Lisa Appignanesi says: “Judging this Man Booker International Prize has been an exhilarating adventure. We have travelled across countries, cultures, imaginations, somehow to arrive at what could have been an even longer longlist. It’s one which introduces a wealth of talent, a variety of forms and some writers little known in English before. It has great writing and translating energy and we hope readers take as much pleasure in discovering the work as we did.”
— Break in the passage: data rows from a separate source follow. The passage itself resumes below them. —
//! Deadline-driven poll scheduling.
//!
//! The scheduler concentrates background fetches in the short window where
//! the backend is expected to run its next check. Far from the deadline it
//! does nothing; once the countdown drops below the threshold it opens a
//! burst of fixed-interval fetches that runs until the deadline visibly
//! moves. Deadline movement, not a guessed delay, is the stop signal.

use chrono::{DateTime, Utc};
use std::time::Duration;
use whisker_model::StatusRecord;

use crate::timer;

/// Where the scheduler currently stands. At most one burst exists at a time;
/// the state owns its identity via the captured baseline.
#[derive(Debug, Clone, Copy, PartialEq, Eq)]
pub(crate) enum PollState {
    /// No record, unconfigured session, or no usable deadline.
    Idle,
    /// A future deadline is known but still comfortably far away.
    Armed { deadline: DateTime<Utc> },
    /// Fast polling is active. `baseline` is the deadline observed when the
    /// burst began; any differing deadline ends it.
    Bursting { baseline: DateTime<Utc> },
}

/// Scheduling consequence of an applied record or a timer tick.
#[derive(Debug, Clone, Copy, PartialEq, Eq)]
pub(crate) enum Transition {
    /// Nothing for the engine to do.
    None,
    /// Open a burst against the given baseline deadline.
    StartBurst { baseline: DateTime<Utc> },
    /// Tear the active burst down.
    StopBurst,
    /// The deadline moved but the new one is already imminent: tear the
    /// burst down and open a fresh one against the new baseline.
    RestartBurst { baseline: DateTime<Utc> },
}

pub(crate) struct PollScheduler {
    threshold_seconds: u64,
    state: PollState,
}

impl PollScheduler {
    pub(crate) const fn new(threshold: Duration) -> Self {
        Self {
            threshold_seconds: threshold.as_secs(),
            state: PollState::Idle,
        }
    }

    /// React to an applied record (or a cleared one on session switch).
    pub(crate) fn apply_record(
        &mut self,
        record: Option<&StatusRecord>,
        now: DateTime<Utc>,
    ) -> Transition {
        let Some(record) = record else {
            return self.disarm();
        };
        if record.error.is_some() {
            // A failed check carries no usable deadline. An active burst
            // keeps probing against its baseline; the deadline only counts
            // as moved once a healthy record says so.
            return match self.state {
                PollState::Bursting { .. } => Transition::None,
                PollState::Idle | PollState::Armed { .. } => self.disarm(),
            };
        }
        let Some(deadline) = record.scheduling_deadline() else {
            return self.disarm();
        };
        match self.state {
            PollState::Bursting { baseline } if deadline == baseline => Transition::None,
            PollState::Bursting { .. } => {
                if self.within_threshold(deadline, now) {
                    self.state = PollState::Bursting { baseline: deadline };
                    Transition::RestartBurst { baseline: deadline }
                } else {
                    self.state = PollState::Armed { deadline };
                    Transition::StopBurst
                }
            }
            PollState::Idle | PollState::Armed { .. } => {
                if self.within_threshold(deadline, now) {
                    self.state = PollState::Bursting { baseline: deadline };
                    Transition::StartBurst { baseline: deadline }
                } else {
                    self.state = PollState::Armed { deadline };
                    Transition::None
                }
            }
        }
    }

    /// Re-measure the distance to the deadline on a timer tick.
    pub(crate) fn tick(&mut self, now: DateTime<Utc>) -> Transition {
        match self.state {
            PollState::Armed { deadline } if self.within_threshold(deadline, now) => {
                self.state = PollState::Bursting { baseline: deadline };
                Transition::StartBurst { baseline: deadline }
            }
            PollState::Bursting { baseline } if !self.within_threshold(baseline, now) => {
                // Only a clock correction can push a fixed baseline back out
                // of range; fall back to waiting.
                self.state = PollState::Armed { deadline: baseline };
                Transition::StopBurst
            }
            _ => Transition::None,
        }
    }

    fn disarm(&mut self) -> Transition {
        let transition = match self.state {
            PollState::Bursting { .. } => Transition::StopBurst,
            PollState::Idle | PollState::Armed { .. } => Transition::None,
        };
        self.state = PollState::Idle;
        transition
    }

    fn within_threshold(&self, deadline: DateTime<Utc>, now: DateTime<Utc>) -> bool {
        timer::remaining_seconds(Some(deadline), now) <= self.threshold_seconds
    }
}

#[cfg(test)]
mod tests {
    use super::*;
    use chrono::TimeZone;

    const THRESHOLD: Duration = Duration::from_secs(10);

    fn now() -> DateTime<Utc> {
        Utc.with_ymd_and_hms(2025, 6, 1, 12, 0, 0).unwrap()
    }

    fn record_with_deadline(deadline: DateTime<Utc>) -> StatusRecord {
        StatusRecord {
            next_check_time: Some(deadline),
            ..StatusRecord::default()
        }
    }

    #[test]
    fn far_deadline_arms_without_polling() {
        let mut scheduler = PollScheduler::new(THRESHOLD);
        let deadline = now() + chrono::Duration::seconds(3600);
        let transition = scheduler.apply_record(Some(&record_with_deadline(deadline)), now());
        assert_eq!(transition, Transition::None);
        assert_eq!(scheduler.state, PollState::Armed { deadline });
    }

    #[test]
    fn imminent_deadline_starts_a_burst_immediately() {
        let mut scheduler = PollScheduler::new(THRESHOLD);
        let deadline = now() + chrono::Duration::seconds(5);
        let transition = scheduler.apply_record(Some(&record_with_deadline(deadline)), now());
        assert_eq!(transition, Transition::StartBurst { baseline: deadline });
        assert_eq!(scheduler.state, PollState::Bursting { baseline: deadline });
    }

    #[test]
    fn tick_crossing_the_threshold_starts_a_burst() {
        let mut scheduler = PollScheduler::new(THRESHOLD);
        let deadline = now() + chrono::Duration::seconds(60);
        scheduler.apply_record(Some(&record_with_deadline(deadline)), now());

        assert_eq!(
            scheduler.tick(now() + chrono::Duration::seconds(30)),
            Transition::None
        );
        assert_eq!(
            scheduler.tick(now() + chrono::Duration::seconds(50)),
            Transition::StartBurst { baseline: deadline }
        );
    }

    #[test]
    fn unchanged_deadline_keeps_the_burst_running() {
        let mut scheduler = PollScheduler::new(THRESHOLD);
        let deadline = now() + chrono::Duration::seconds(5);
        scheduler.apply_record(Some(&record_with_deadline(deadline)), now());

        let transition = scheduler.apply_record(Some(&record_with_deadline(deadline)), now());
        assert_eq!(transition, Transition::None);
        assert_eq!(scheduler.state, PollState::Bursting { baseline: deadline });
    }

    #[test]
    fn moved_deadline_ends_the_burst() {
        let mut scheduler = PollScheduler::new(THRESHOLD);
        let near = now() + chrono::Duration::seconds(5);
        scheduler.apply_record(Some(&record_with_deadline(near)), now());

        let far = now() + chrono::Duration::seconds(1800);
        let transition = scheduler.apply_record(Some(&record_with_deadline(far)), now());
        assert_eq!(transition, Transition::StopBurst);
        assert_eq!(scheduler.state, PollState::Armed { deadline: far });
    }

    #[test]
    fn moved_deadline_still_imminent_restarts_the_burst() {
        let mut scheduler = PollScheduler::new(THRESHOLD);
        let first = now() + chrono::Duration::seconds(4);
        scheduler.apply_record(Some(&record_with_deadline(first)), now());

        let second = now() + chrono::Duration::seconds(9);
        let transition = scheduler.apply_record(Some(&record_with_deadline(second)), now());
        assert_eq!(transition, Transition::RestartBurst { baseline: second });
        assert_eq!(scheduler.state, PollState::Bursting { baseline: second });
    }

    #[test]
    fn failed_check_keeps_an_active_burst_probing() {
        let mut scheduler = PollScheduler::new(THRESHOLD);
        let deadline = now() + chrono::Duration::seconds(5);
        scheduler.apply_record(Some(&record_with_deadline(deadline)), now());

        let failed = StatusRecord::failure("tracker unreachable");
        let transition = scheduler.apply_record(Some(&failed), now());
        assert_eq!(transition, Transition::None);
        assert_eq!(scheduler.state, PollState::Bursting { baseline: deadline });
    }

    #[test]
    fn failed_check_outside_a_burst_disarms() {
        let mut scheduler = PollScheduler::new(THRESHOLD);
        let deadline = now() + chrono::Duration::seconds(3600);
        scheduler.apply_record(Some(&record_with_deadline(deadline)), now());

        let failed = StatusRecord::failure("tracker unreachable");
        let transition = scheduler.apply_record(Some(&failed), now());
        assert_eq!(transition, Transition::None);
        assert_eq!(scheduler.state, PollState::Idle);
    }

    #[test]
    fn unconfigured_record_stops_everything() {
        let mut scheduler = PollScheduler::new(THRESHOLD);
        let deadline = now() + chrono::Duration::seconds(5);
        scheduler.apply_record(Some(&record_with_deadline(deadline)), now());

        let unconfigured = StatusRecord {
            configured: false,
            next_check_time: Some(deadline),
            ..StatusRecord::default()
        };
        let transition = scheduler.apply_record(Some(&unconfigured), now());
        assert_eq!(transition, Transition::StopBurst);
        assert_eq!(scheduler.state, PollState::Idle);
    }

    #[test]
    fn cleared_record_resets_to_idle() {
        let mut scheduler = PollScheduler::new(THRESHOLD);
        let deadline = now() + chrono::Duration::seconds(5);
        scheduler.apply_record(Some(&record_with_deadline(deadline)), now());

        assert_eq!(scheduler.apply_record(None, now()), Transition::StopBurst);
        assert_eq!(scheduler.state, PollState::Idle);

        assert_eq!(scheduler.apply_record(None, now()), Transition::None);
    }

    #[test]
    fn clock_correction_backs_out_of_a_burst() {
        let mut scheduler = PollScheduler::new(THRESHOLD);
        let deadline = now() + chrono::Duration::seconds(5);
        scheduler.apply_record(Some(&record_with_deadline(deadline)), now());

        let rewound = now() - chrono::Duration::seconds(300);
        assert_eq!(scheduler.tick(rewound), Transition::StopBurst);
        assert_eq!(scheduler.state, PollState::Armed { deadline });
    }
}
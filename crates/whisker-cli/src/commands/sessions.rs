use crate::cli::OutputFormat;
use crate::client::{AppContext, CliResult, classify_client};
use crate::output::render_sessions;

pub(crate) async fn handle_sessions(ctx: &AppContext, format: OutputFormat) -> CliResult<()> {
    let sessions = ctx.client.list_sessions().await.map_err(classify_client)?;
    render_sessions(&sessions, format)
}

pub(crate) async fn handle_use(ctx: &AppContext, label: &str) -> CliResult<()> {
    ctx.client
        .set_last_session(label)
        .await
        .map_err(classify_client)?;
    println!("Last session set to '{label}'.");
    Ok(())
}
The full 2018 longlist is:

Laurent Binet, for Function of Language, translated from French by Sam Taylor
      
Javier Cercas, for The Impostor, translated from Spanish by Frank Wynne
                 
Virginie Despentes for Vernon Subutex 1, translated from French by Frank Wynne
                  
Jenny Erpenbeck, for  Go, Went, Gone, translated from German by Susan Bernofsky
               
Han Kang, for The White Book, translated from Korean by Deborah Smith
                
Ariana Harwicz for Die, My Love, translated from Spanish by  Sarah Moses &  Carolina

László Krasznahorkai for The World Goes On, translated from Hungarian by John Batki, Ottilie Mulzet  & George Szirtes
        
Antonio Muñoz Molina for Like a Fading Shadow, translated from Spanish by Camilo A. Ramirez
          
Christoph Ransmayr for The Flying Mountain, translated from Austrian by Simon Pare
                     
Ahmed Saadawi, for Frankenstein in Baghdad translated from Arabic by Jonathan Wright
            
Olga Tokarczuk for Flights, translated from Polish by Jennifer Croft
                  
Wu Ming-Yi for The Stolen Bicycle, translated fom Chinese by Darryl Sterk
                       
Gabriela Ybarra for The Dinner Guest, translated from Spanish by Natasha Wimmer

The shortlist of six books will be announced on 12 April at an event at Somerset House in London, and the winner of the 2018 prize will be announced on 22 May at a dinner at the Victoria & Albert Museum in London.